Conospermum floribundum is a species of flowering plant in the family Proteaceae and is endemic to the south of Western Australia. It is a compact, erect shrub with narrowly linear leaves that are circular in cross-section, and spike-like panicles of white, tube-shaped flowers with blue tips.

==Description==
Conospermum floribundum is a compact, erect shrub that typically grows to a height of up to 45 cm, sometimes up to 1.5 m. The leaves are spreading, narrowly linear and circular in cross-section, more or less S-shaped, 12–22 mm long and 0.5–0.75 mm wide with a groove along the underside. The flowers are borne in spike-like panicles in leaf axils with leaf-like bracts and D-shaped, blue bracteoles 1.5–3.5 mm long and 1.75–2.5 mm wide. The perianth is tube-shaped, 4.1–5.2 mm long and white with a blue tip, the upper lip 1.5–2.0 mm long and 1.25–1.50 mm wide. Flowering occurs from September to November.

==Taxonomy==
Conospermum floribundum was first formally described in 1870 by George Bentham in his Flora Australiensis from specimens collected near the Swan River by James Drummond.
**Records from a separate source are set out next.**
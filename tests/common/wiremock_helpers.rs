use wiremock::matchers::{method, path, query_param};
use wiremock::{Mock, MockServer, ResponseTemplate};

/// Creates a mock HTTP server that serves HTML content at the specified path.
pub async fn mock_page_server(url_path: &str, html: &str) -> MockServer {
    let server = MockServer::start().await;

    Mock::given(method("GET"))
        .and(path(url_path))
        .respond_with(
            ResponseTemplate::new(200)
                .set_body_string(html.to_string())
                .insert_header("content-type", "text/html; charset=utf-8"),
        )
        .mount(&server)
        .await;

    server
}

/// Creates a mock HTTP server that returns the specified HTTP error status code
/// for every request.
pub async fn mock_error_server(status_code: u16) -> MockServer {
    let server = MockServer::start().await;

    Mock::given(method("GET"))
        .respond_with(ResponseTemplate::new(status_code))
        .mount(&server)
        .await;

    server
}

/// Creates a mock forwarding proxy (ScraperAPI-style) that answers every
/// request carrying the given key with the page body verbatim.
///
/// The mock expects exactly `expected_calls` requests; MockServer verifies
/// that on drop.
pub async fn mock_forward_proxy_server(api_key: &str, html: &str, expected_calls: u64) -> MockServer {
    let server = MockServer::start().await;

    Mock::given(method("GET"))
        .and(query_param("api_key", api_key))
        .respond_with(
            ResponseTemplate::new(200)
                .set_body_string(html.to_string())
                .insert_header("content-type", "text/html; charset=utf-8"),
        )
        .expect(expected_calls)
        .mount(&server)
        .await;

    server
}

/// Creates a mock maps API server answering with the given JSON body.
pub async fn mock_maps_server(body: serde_json::Value) -> MockServer {
    let server = MockServer::start().await;

    Mock::given(method("GET"))
        .and(path("/search.json"))
        .respond_with(ResponseTemplate::new(200).set_body_json(body))
        .mount(&server)
        .await;

    server
}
The specific epithet (floribundum) means 'flowering profusely'.

==Distribution and habitat==
This species of Conospermum occurs between Albany and the Stirling Range and east to Bremer Bay where it grows in sandy gravelly soils in the Avon Wheatbelt, Esperance Plains, Jarrah Forest and Mallee bioregions of southern Western Australia.